Lysenko believed that if he could freeze winter wheat, he would be able to force early germination of the crop, a process known as vernalization. He also believed that this early germination would in turn become a heritable characteristic. A breakthrough of this sort was highly desirable in the Soviet Union, in part because the vast nation had experienced multiple food shortages due to unseasonably cold winters and poorly structured collectivist agricultural practices. In Lysenko, Stalin saw the promise of more easily feeding the Soviet population, and the scientist quickly grew in stature as a “man of the people.”

But Lysenko’s ideas were attractive on ideological grounds as well, chiefly because his ideas on vernalization took a Lamarckian approach to evolution. Simply put, Lysenko believed that evolution was something that could be controlled by man; that the people had the means and ability to enact and propel genetic change.
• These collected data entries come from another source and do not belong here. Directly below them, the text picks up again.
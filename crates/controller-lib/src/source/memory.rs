//! Preset metric values held in memory

use super::{Aggregation, MetricSource};
use async_trait::async_trait;
use crate::error::ControllerError;
use crate::models::ServiceId;
use anyhow::Result;
use std::collections::{HashMap, HashSet};
use std::time::Duration;
use tokio::sync::RwLock;

type Key = (String, Aggregation);

/// Metric source serving values set by the caller
#[derive(Default)]
pub struct InMemorySource {
    values: RwLock<HashMap<Key, HashMap<ServiceId, f64>>>,
    failing: RwLock<HashSet<String>>,
}

impl InMemorySource {
    pub fn new() -> Self {
        Self::default()
    }

    pub async fn set(&self, metric_id: &str, aggregation: Aggregation, service: &str, value: f64) {
        self.values
            .write()
            .await
            .entry((metric_id.to_string(), aggregation))
            .or_default()
            .insert(service.to_string(), value);
    }

    /// Make every query for `metric_id` fail
    pub async fn fail(&self, metric_id: &str) {
        self.failing.write().await.insert(metric_id.to_string());
    }

    pub async fn clear(&self) {
        self.values.write().await.clear();
        self.failing.write().await.clear();
    }
}

#[async_trait]
impl MetricSource for InMemorySource {
    async fn fetch(
        &self,
        services: &[ServiceId],
        metric_id: &str,
        aggregation: Aggregation,
        _window: Duration,
    ) -> Result<HashMap<ServiceId, f64>> {
        if self.failing.read().await.contains(metric_id) {
            return Err(ControllerError::MetricSource(format!("{} unavailable", metric_id)).into());
        }

        let values = self.values.read().await;
        let Some(per_service) = values.get(&(metric_id.to_string(), aggregation)) else {
            return Ok(HashMap::new());
        };

        Ok(per_service
            .iter()
            .filter(|(service, _)| services.contains(service))
            .map(|(service, value)| (service.clone(), *value))
            .collect())
    }
}

#[cfg(test)]
mod tests {
    use super::*;

    #[tokio::test]
    async fn test_fetch_filters_services() {
        let source = InMemorySource::new();
        source.set("m", Aggregation::Sum, "a", 1.0).await;
        source.set("m", Aggregation::Sum, "b", 2.0).await;

        let got = source
            .fetch(&["a".to_string()], "m", Aggregation::Sum, Duration::from_secs(60))
            .await
            .unwrap();
        assert_eq!(got.len(), 1);
        assert_eq!(got["a"], 1.0);

        let other_agg = source
            .fetch(&["a".to_string()], "m", Aggregation::Avg, Duration::from_secs(60))
            .await
            .unwrap();
        assert!(other_agg.is_empty());
    }

    #[tokio::test]
    async fn test_failing_metric() {
        let source = InMemorySource::new();
        source.fail("m").await;
        let err = source
            .fetch(&[], "m", Aggregation::Avg, Duration::from_secs(60))
            .await
            .unwrap_err();
        assert!(err.to_string().contains("unavailable"));

        source.clear().await;
        assert!(source
            .fetch(&[], "m", Aggregation::Avg, Duration::from_secs(60))
            .await
            .is_ok());
    }
}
This idea ran counter to those prevailing in other parts of the world and specifically the United States, where a more Darwinian notion of evolution had been adopted. In the Darwinian model, evolutionary change occurs by random chance and individuals do not possess the ability to create lasting heritable impact through their own actions. For the Soviets, the Darwinian model was seen as bourgeois, a word that was widely held in contempt. In contrast, Lysenko’s view of evolution was one that put the state in control, and it was absolute.


Given this context, it becomes easier to see how resonance could be viewed as being counter to Soviet ideology. And within the USSR, an alternative theory was accordingly developed by a Soviet chemist named Gennadi Chelintsev, who aspired to become the chemistry and biology equivalent of Lysenko.

Chelintsev applied Soviet ideology to chemistry in his book, Essays on the Theory of Organic Chemistry. Importantly, Chelintsev used the book to argue that every molecular compound had only one discrete structure. His ideas were appealing to many Soviet scientists because, as with Lysenko, they were primarily based in the mechanistic world view that was so deeply enmeshed in Soviet ideologies.  

By translating The Nature of the Chemical Bond, Syrkin and Diatkina had brought Pauling’s ideas on resonance to the widespread attention of Soviet chemists, a process that allowed many to become aware of a scientific concept that was contrary Soviet ideology. In reaction, Chelintsev and others found in Pauling’s theory a perfect tool for villainizing non-Soviet science. And while Chelintsev’s book did not target Pauling outright, it did bring attention to a conflict that would continue to grow in the years to come.